Я ощутил себя продавцом диковинок, представляющим на суд обществу нечто невообразимо экзотичное и дорогое. Преблагая сова, я ощутил даже некое подобие гордости — особенно когда разглядывал вытянувшееся лицо моего приятеля Ила. А Ил разве только рот не разинул — а в прочем вел себя, как деревенский мальчик, которому на ярмарке показали гигантский леденец. И, глядя на его лицо, я понял вдруг, что мой приятель — самая настоящая деревенщина, а я недалеко от него ушел, и что Ора Шанталья глядит на нас обоих, как на пастушков…
Стол был размером с небольшую площадь.
Меня посадили рядом с баронессой, Ил же сел подле Оры. Нас разделяло белое поле скатерти, по которому плыли в серебряных блюдах тушеный лебедь с причудливо изогнутой шеей, молочный поросенок с какой-то особенной специей во рту, мясной пирог с маслинами, салат, украшенный лепестками натуральной розы, и еще что-то, что я не счел нужным разглядывать.
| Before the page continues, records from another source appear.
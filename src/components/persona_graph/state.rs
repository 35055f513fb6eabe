use log::error;

use super::geometry::Point;
use super::interaction::{InteractionEvent, SceneEvent};
use super::scene::{PersonaGraphEngine, SceneNode};
use super::types::{GraphNode, PersonaGraph};

/// Extra world-space slack around a node for pointer hits.
pub const HIT_SLOP: f64 = 4.0;
/// Radius of the cluster badge disc.
pub const BADGE_RADIUS: f64 = 9.0;
/// Screen-space margin kept free when fitting the graph to the canvas.
pub const FIT_MARGIN: f64 = 40.0;

/// Screen transform: graph point `p` is drawn at `p * k + (x, y)`.
#[derive(Clone, Debug, Default)]
pub struct ViewTransform {
	/// Horizontal translation in px.
	pub x: f64,
	/// Vertical translation in px.
	pub y: f64,
	/// Scale, the zoom level.
	pub k: f64,
}

/// Background drag in progress.
#[derive(Clone, Debug, Default)]
pub struct PanState {
	/// A button is held down on the canvas.
	pub active: bool,
	/// The pointer moved far enough that release is not a click.
	pub moved: bool,
	/// Press position.
	pub start_x: f64,
	/// Press position.
	pub start_y: f64,
	/// Transform at press time.
	pub transform_start_x: f64,
	/// Transform at press time.
	pub transform_start_y: f64,
}

/// Eased hover highlight, 0.0 (none) to 1.0 (full).
#[derive(Clone, Debug, Default)]
pub struct HighlightFade {
	/// Current highlight strength.
	pub highlight_t: f64,
	delay_t: f64,
}

/// Canvas-side state: the engine plus everything the renderer needs between frames.
pub struct PersonaGraphState {
	/// Layout engine and interaction state.
	pub engine: PersonaGraphEngine,
	/// Pan and zoom.
	pub transform: ViewTransform,
	/// Background drag.
	pub pan: PanState,
	/// Hover highlight easing.
	pub fade: HighlightFade,
	/// Canvas width in px.
	pub width: f64,
	/// Canvas height in px.
	pub height: f64,
	/// Seconds elapsed, drives the edge flow animation.
	pub flow_time: f64,
}

/// Center of the cluster badge drawn on `node`.
pub fn badge_center(node: &SceneNode) -> Point {
	let r = node.diameter / 2.0;
	node.position() + Point::new(r * 0.75, -r * 0.75)
}

impl PersonaGraphState {
	/// Lays out `data` and fits it into a `width` x `height` canvas.
	pub fn new(data: &PersonaGraph, width: f64, height: f64) -> Self {
		let mut state = Self {
			engine: PersonaGraphEngine::default(),
			transform: ViewTransform {
				x: width / 2.0,
				y: height / 2.0,
				k: 1.0,
			},
			pan: PanState::default(),
			fade: HighlightFade::default(),
			width,
			height,
			flow_time: 0.0,
		};
		state.set_graph(data.clone());
		state.fit_to_view();
		state
	}

	/// Swaps in a new snapshot; a rejected snapshot leaves the current graph on screen.
	pub fn set_graph(&mut self, data: PersonaGraph) {
		if let Err(err) = self.engine.replace_graph(data) {
			error!("persona graph snapshot rejected: {err}");
		}
	}

	/// Converts canvas px to graph coordinates.
	pub fn screen_to_graph(&self, sx: f64, sy: f64) -> Point {
		Point::new(
			(sx - self.transform.x) / self.transform.k,
			(sy - self.transform.y) / self.transform.k,
		)
	}

	/// Top-most visible node under the screen point.
	pub fn node_at_position(&self, sx: f64, sy: f64) -> Option<String> {
		let p = self.screen_to_graph(sx, sy);
		self.engine
			.scene()
			.nodes
			.iter()
			.rev()
			.find(|node| node.position().distance(p) <= node.diameter / 2.0 + HIT_SLOP)
			.map(|node| node.id.clone())
	}

	/// Node whose cluster badge is under the screen point.
	pub fn badge_at_position(&self, sx: f64, sy: f64) -> Option<String> {
		let p = self.screen_to_graph(sx, sy);
		self.engine
			.scene()
			.nodes
			.iter()
			.rev()
			.filter(|node| node.cluster.is_some())
			.find(|node| badge_center(node).distance(p) <= BADGE_RADIUS + HIT_SLOP / 2.0)
			.map(|node| node.id.clone())
	}

	/// Updates hover from the pointer position.
	pub fn pointer_move(&mut self, sx: f64, sy: f64) {
		let event = match self.node_at_position(sx, sy) {
			Some(id) => InteractionEvent::PointerEnter(id),
			None => InteractionEvent::PointerLeave,
		};
		let was_hovering = self.engine.interaction().hovered.is_some();
		self.engine.dispatch(event);
		if !was_hovering && self.engine.interaction().hovered.is_some() {
			self.fade.delay_t = 0.0;
		}
	}

	/// The pointer left the canvas.
	pub fn pointer_leave(&mut self) {
		self.pan.active = false;
		self.engine.dispatch(InteractionEvent::PointerLeave);
	}

	/// Resolves a click to a badge, a node or the canvas. Returns the events the host
	/// should see; a re-center intent is handled here.
	pub fn click(&mut self, sx: f64, sy: f64) -> Vec<SceneEvent> {
		let event = if let Some(id) = self.badge_at_position(sx, sy) {
			InteractionEvent::ClickClusterBadge(id)
		} else if let Some(id) = self.node_at_position(sx, sy) {
			InteractionEvent::ClickNode(id)
		} else {
			InteractionEvent::ClickCanvas
		};
		let events = self.engine.dispatch(event);
		self.handle(events)
	}

	/// A double click re-centers the view unless it lands on a node.
	pub fn double_click(&mut self, sx: f64, sy: f64) -> Vec<SceneEvent> {
		if self.node_at_position(sx, sy).is_some() {
			return Vec::new();
		}
		let events = self.engine.dispatch(InteractionEvent::DoubleClickCanvas);
		self.handle(events)
	}

	/// Full payload of every node activated by `events`, for the detail panel.
	pub fn activated(&self, events: &[SceneEvent]) -> Vec<GraphNode> {
		events
			.iter()
			.filter_map(|event| match event {
				SceneEvent::NodeActivated { node_id } => self.engine.node(node_id).cloned(),
				SceneEvent::Recenter => None,
			})
			.collect()
	}

	fn handle(&mut self, events: Vec<SceneEvent>) -> Vec<SceneEvent> {
		events
			.into_iter()
			.filter(|event| {
				if *event == SceneEvent::Recenter {
					self.fit_to_view();
					return false;
				}
				true
			})
			.collect()
	}

	/// Zooms by `factor` keeping the screen point under the pointer fixed.
	pub fn zoom_at(&mut self, sx: f64, sy: f64, factor: f64) {
		let config = self.engine.config();
		let new_k = (self.transform.k * factor).clamp(config.min_zoom, config.max_zoom);
		let ratio = new_k / self.transform.k;
		self.transform.x = sx - (sx - self.transform.x) * ratio;
		self.transform.y = sy - (sy - self.transform.y) * ratio;
		self.transform.k = new_k;
		self.engine.dispatch(InteractionEvent::Zoom(new_k));
	}

	/// Centers the visible scene and scales it to fit, never beyond the default zoom.
	pub fn fit_to_view(&mut self) {
		let Some((min, max)) = self.engine.scene().bounds() else {
			return;
		};
		let config = self.engine.config();
		let (w, h) = (
			(max.x - min.x).max(1.0),
			(max.y - min.y).max(1.0),
		);
		let k = ((self.width - 2.0 * FIT_MARGIN).max(1.0) / w)
			.min((self.height - 2.0 * FIT_MARGIN).max(1.0) / h)
			.min(config.default_zoom)
			.clamp(config.min_zoom, config.max_zoom);
		let (cx, cy) = ((min.x + max.x) / 2.0, (min.y + max.y) / 2.0);
		self.transform = ViewTransform {
			x: self.width / 2.0 - cx * k,
			y: self.height / 2.0 - cy * k,
			k,
		};
		self.engine.dispatch(InteractionEvent::Zoom(k));
	}

	/// Whether a hover highlight is showing or still fading out.
	pub fn has_active_highlight(&self) -> bool {
		self.engine.interaction().hovered.is_some() || self.fade.highlight_t > 0.0
	}

	/// Advances animations by `dt` seconds.
	pub fn tick(&mut self, dt: f64) {
		self.flow_time += dt;

		let hovering = self.engine.interaction().hovered.is_some();
		let (target, delay, speed) = if hovering {
			(1.0, 0.08, 1.8)
		} else {
			(0.0, 0.0, 1.26)
		};

		if hovering {
			self.fade.delay_t = (self.fade.delay_t + dt).min(delay);
			if self.fade.delay_t >= delay {
				self.fade.highlight_t += (target - self.fade.highlight_t) * speed * dt;
			}
		} else {
			self.fade.highlight_t += (target - self.fade.highlight_t) * speed * dt;
			if self.fade.highlight_t < 0.01 {
				self.fade.highlight_t = 0.0;
			}
		}
	}

	/// The canvas changed size.
	pub fn resize(&mut self, width: f64, height: f64) {
		self.width = width;
		self.height = height;
	}
}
Все равно из всего этого великолепия мне были доступны только отварные овощи.
— Вы на диете, дорогой Табор? — тускло спросила баронесса.
Она уже десять лет прекрасно знала, что я на диете. Наше соседство доставляло ей неслыханные муки; я видел, как ее левая рука время от времени складывает знак, отгоняющий злых духов. Сквозь бледную кожу мышеподобного личика просвечивали синенькие тени — а ведь когда-то была красивой женщиной, подумал я без сострадания.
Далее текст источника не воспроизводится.